Willie se burla de ella, por supuesto, pero también aguanta sus bromas. Una vez Lori hizo con primor un letrero engomado y se lo pegó en el parachoques trasero del coche. Decía: PAREZCO MUY MACHO, PERO USO CALZONES DE MUJER. Willie manejó durante un par de semanas con el letrero, sin entender por qué tantos hombres le hacían señales desde otros coches. Considerando que vivimos en el lugar del mundo donde posiblemente hay más homosexuales per cápita, no era de extrañar. Cuando descubrió el letrero casi le da una apoplejía.

De vez en cuando la alarma del burdel se dispara sola, sin provocación alguna, lo que suele producir inconvenientes, como aquella vez en que Willie llegó a tiempo para oír el ruido atronador de la alarma y entró rápidamente por la cocina —en el piso de abajo— para apagarla. Era por la tarde, en invierno, y estaba más o menos oscuro. En ese momento descendió por la escalera un policía, que había entrado a patadas por la puerta principal, con lentes de sol y una pistola en la mano, y lo conminó a grito pelado a poner las manos en alto. «Calma, hombre, soy el dueño», trató de explicarle mi marido, pero el otro le ordenó que se callara. Era joven e inexperto, se puso nervioso y siguió aullando y pidiendo refuerzos por su teléfono, mientras el caballero de pelo blanco, con la cara aplastada contra la pared, hervía de rabia. El incidente se disolvió sin consecuencias cuando llegaron otros agentes armados como para un combate y, después de cachear a Willie, atendieron a sus razones. Esto causó una interminable retahíla de maldiciones de Willie y verdaderos ataques de risa de Lori, aunque se hubiera reído menos si la víctima hubiera sido ella.
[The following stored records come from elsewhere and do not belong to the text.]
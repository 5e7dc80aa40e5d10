//! The forwarder: the HTTP surface gluing both limiters around Atlas.
//!
//! Each live route runs the same protocol: authenticate and admit the caller
//! against their per-second budget, claim an upstream slot, forward the
//! request with the upstream secret, then relay the payload together with the
//! caller's current rate-limit headers.

use std::sync::Arc;

use atlas_api::{AtlasClient, LiveEndpoint, PageQuery, UpstreamLimiter};
use axum::body::Body;
use axum::extract::{Query, State};
use axum::http::{header, HeaderMap, HeaderValue, StatusCode};
use axum::response::{IntoResponse, Response};
use axum::routing::get;
use axum::Router;
use serde::Deserialize;

use crate::downstream::{DownstreamLimiter, RateHeaders};
use crate::error::GateError;

/// Header carrying the caller secret when it is not in the query string.
pub const CALLER_SECRET_HEADER: &str = "Demo-Secret";

struct Shared {
    atlas: AtlasClient,
    upstream: UpstreamLimiter,
    downstream: DownstreamLimiter,
}

/// Everything a live-route handler needs.
#[derive(Clone)]
pub struct AppState {
    inner: Arc<Shared>,
}

impl AppState {
    pub fn new(
        atlas: AtlasClient,
        upstream: UpstreamLimiter,
        downstream: DownstreamLimiter,
    ) -> Self {
        Self {
            inner: Arc::new(Shared {
                atlas,
                upstream,
                downstream,
            }),
        }
    }
}

/// The proxy's route table: the three live read endpoints, GET only.
pub fn router(state: AppState) -> Router {
    Router::new()
        .route("/series/live", get(series_live))
        .route("/players/live", get(players_live))
        .route("/teams/live", get(teams_live))
        .with_state(state)
}

/// Query parameters the proxy recognizes; everything else is ignored.
/// `take` and `skip` stay raw strings so a non-numeric value can be refused
/// rather than silently dropped.
#[derive(Debug, Default, Deserialize)]
pub struct ForwardParams {
    secret: Option<String>,
    take: Option<String>,
    skip: Option<String>,
}

async fn series_live(
    State(state): State<AppState>,
    Query(params): Query<ForwardParams>,
    headers: HeaderMap,
) -> Response {
    forward(state, LiveEndpoint::Series, params, headers).await
}

async fn players_live(
    State(state): State<AppState>,
    Query(params): Query<ForwardParams>,
    headers: HeaderMap,
) -> Response {
    forward(state, LiveEndpoint::Players, params, headers).await
}

async fn teams_live(
    State(state): State<AppState>,
    Query(params): Query<ForwardParams>,
    headers: HeaderMap,
) -> Response {
    forward(state, LiveEndpoint::Teams, params, headers).await
}

/// The caller secret: query parameter first, header otherwise.
fn caller_secret(params: &ForwardParams, headers: &HeaderMap) -> String {
    if let Some(secret) = &params.secret {
        return secret.clone();
    }
    headers
        .get(CALLER_SECRET_HEADER)
        .and_then(|value| value.to_str().ok())
        .unwrap_or_default()
        .to_string()
}

/// Parses `take`/`skip` into the upstream page query. A value that is not an
/// unsigned integer refuses the whole request; nothing goes upstream.
fn page_query(params: &ForwardParams) -> Result<PageQuery, Response> {
    let mut page = PageQuery::default();
    if let Some(raw) = &params.take {
        match raw.parse() {
            Ok(take) => page.take = Some(take),
            Err(_) => {
                tracing::debug!(take = %raw, "unparseable take parameter");
                return Err(StatusCode::BAD_REQUEST.into_response());
            }
        }
    }
    if let Some(raw) = &params.skip {
        match raw.parse() {
            Ok(skip) => page.skip = Some(skip),
            Err(_) => {
                tracing::debug!(skip = %raw, "unparseable skip parameter");
                return Err(StatusCode::BAD_REQUEST.into_response());
            }
        }
    }
    Ok(page)
}

fn refusal(err: GateError) -> Response {
    let status = match err {
        GateError::MissingSecret => StatusCode::BAD_REQUEST,
        GateError::UnknownSecret => StatusCode::FORBIDDEN,
        GateError::TooManyRequests => StatusCode::TOO_MANY_REQUESTS,
        GateError::TxnRetriesExhausted | GateError::Store(_) => {
            tracing::error!(%err, "downstream admission failed");
            StatusCode::INTERNAL_SERVER_ERROR
        }
    };
    status.into_response()
}

fn throttled(rate: &RateHeaders) -> Response {
    let mut response = StatusCode::TOO_MANY_REQUESTS.into_response();
    let headers = response.headers_mut();
    for (name, value) in rate.pairs() {
        if let Ok(value) = HeaderValue::from_str(&value) {
            headers.insert(name, value);
        }
    }
    response
}

async fn forward(
    state: AppState,
    endpoint: LiveEndpoint,
    params: ForwardParams,
    headers: HeaderMap,
) -> Response {
    let shared = &state.inner;
    let secret = caller_secret(&params, &headers);

    match shared.downstream.allow(&secret).await {
        Ok(()) => {}
        Err(GateError::TooManyRequests) => {
            return match shared.downstream.info(&secret).await {
                Ok(rate) => throttled(&rate),
                Err(err) => {
                    tracing::error!(%err, "reading rate info for a throttled caller");
                    StatusCode::INTERNAL_SERVER_ERROR.into_response()
                }
            };
        }
        Err(err) => return refusal(err),
    }

    if !shared.upstream.slot().await {
        tracing::debug!("no upstream slot available");
        return StatusCode::TOO_MANY_REQUESTS.into_response();
    }

    let page = match page_query(&params) {
        Ok(page) => page,
        Err(response) => return response,
    };

    let upstream_response = match shared.atlas.get_live(endpoint, &page).await {
        Ok(response) => response,
        Err(err) => {
            tracing::error!(%err, "upstream request failed");
            return StatusCode::INTERNAL_SERVER_ERROR.into_response();
        }
    };

    let status = upstream_response.status();
    if status != StatusCode::OK {
        tracing::debug!(%status, "relaying upstream refusal");
        return status.into_response();
    }

    shared.upstream.update(upstream_response.headers()).await;

    let rate = match shared.downstream.info(&secret).await {
        Ok(rate) => rate,
        Err(err) => {
            tracing::error!(%err, "reading rate info");
            return StatusCode::INTERNAL_SERVER_ERROR.into_response();
        }
    };

    let mut builder = Response::builder().status(StatusCode::OK);
    if let Some(content_type) = upstream_response.headers().get(header::CONTENT_TYPE) {
        builder = builder.header(header::CONTENT_TYPE, content_type.clone());
    }
    if let Some(length) = upstream_response.content_length() {
        builder = builder.header(header::CONTENT_LENGTH, length);
    }
    for (name, value) in rate.pairs() {
        builder = builder.header(name, value);
    }
    match builder.body(Body::from_stream(upstream_response.bytes_stream())) {
        Ok(response) => response,
        Err(err) => {
            tracing::error!(%err, "assembling the relayed response");
            StatusCode::INTERNAL_SERVER_ERROR.into_response()
        }
    }
}

#[cfg(test)]
mod tests {
    use super::*;

    fn header_map(pairs: &[(&str, &str)]) -> HeaderMap {
        let mut map = HeaderMap::new();
        for (name, value) in pairs {
            map.insert(
                axum::http::HeaderName::from_bytes(name.as_bytes()).unwrap(),
                HeaderValue::from_str(value).unwrap(),
            );
        }
        map
    }

    #[test]
    fn query_secret_wins_over_the_header() {
        let params = ForwardParams {
            secret: Some("from-query".to_string()),
            ..Default::default()
        };
        let headers = header_map(&[("Demo-Secret", "from-header")]);
        assert_eq!(caller_secret(&params, &headers), "from-query");
    }

    #[test]
    fn header_secret_is_the_fallback() {
        let headers = header_map(&[("Demo-Secret", "from-header")]);
        assert_eq!(
            caller_secret(&ForwardParams::default(), &headers),
            "from-header"
        );
    }

    #[test]
    fn no_secret_anywhere_is_empty() {
        assert_eq!(
            caller_secret(&ForwardParams::default(), &HeaderMap::new()),
            ""
        );
    }

    #[test]
    fn numeric_page_params_pass() {
        let params = ForwardParams {
            take: Some("7".to_string()),
            skip: Some("20".to_string()),
            ..Default::default()
        };
        let page = page_query(&params).unwrap();
        assert_eq!(page.take, Some(7));
        assert_eq!(page.skip, Some(20));
    }

    #[test]
    fn non_numeric_take_is_refused() {
        let params = ForwardParams {
            take: Some("seven".to_string()),
            ..Default::default()
        };
        let response = page_query(&params).unwrap_err();
        assert_eq!(response.status(), StatusCode::BAD_REQUEST);
    }

    #[test]
    fn negative_skip_is_refused() {
        let params = ForwardParams {
            skip: Some("-3".to_string()),
            ..Default::default()
        };
        assert!(page_query(&params).is_err());
    }
}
Una semana más tarde estábamos todos trabajando y empezaron a llegar algunos amigos de Lori, que también son muy amigos nuestros. Me pareció un poco raro, pero estaba en el teléfono con un periodista de Grecia y me limité a saludarlos de lejos con un gesto. Terminé de hablar justamente cuando entraba un agente de policía, alto, joven, rubio y muy guapo, con lentes de sol y pistola al cinto, que pidió hablar con el señor Gordon. Lori llamó a Willie y él bajó desde el segundo piso dispuesto a decirle a ese uniformado que si lo seguían jorobando iba a meterle juicio al Departamento de Policía. Los amigos se instalaron en la escalera a observar el espectáculo.

El guapo agente de policía enarboló un atado de papeles y le dijo a Willie que se sentara porque tenía que llenar unos formularios. De malas pulgas, mi marido obedeció. Entonces oímos una música árabe y el hombre empezó a danzar como una enorme odalisca y a quitarse la gorra primero, las botas después, enseguida la pistola, la chaqueta y los pantalones, ante el horror absoluto de Willie, que retrocedió, rojo como cangrejo cocido, seguro de que estaba ante un enfermo mental escapado de un sanatorio. Las carcajadas del público, que observaba desde la escalera, le dieron la clave de que se trataba de un actor contratado por Lori, pero para entonces el bailarín no tenía encima más que los lentes de sol y una mínima tanga que no cubría del todo sus partes íntimas.

Considerando que trabajamos en el mismo local, manejamos el bufete de Willie, la fundación y mi oficina entre todos, nos vemos casi a diario, vamos juntos de vacaciones a los confines del planeta y vivimos en un radio de seis cuadras, es sorprendente que nos llevemos tan bien. Milagro, diría yo. Terapia, diría Nico.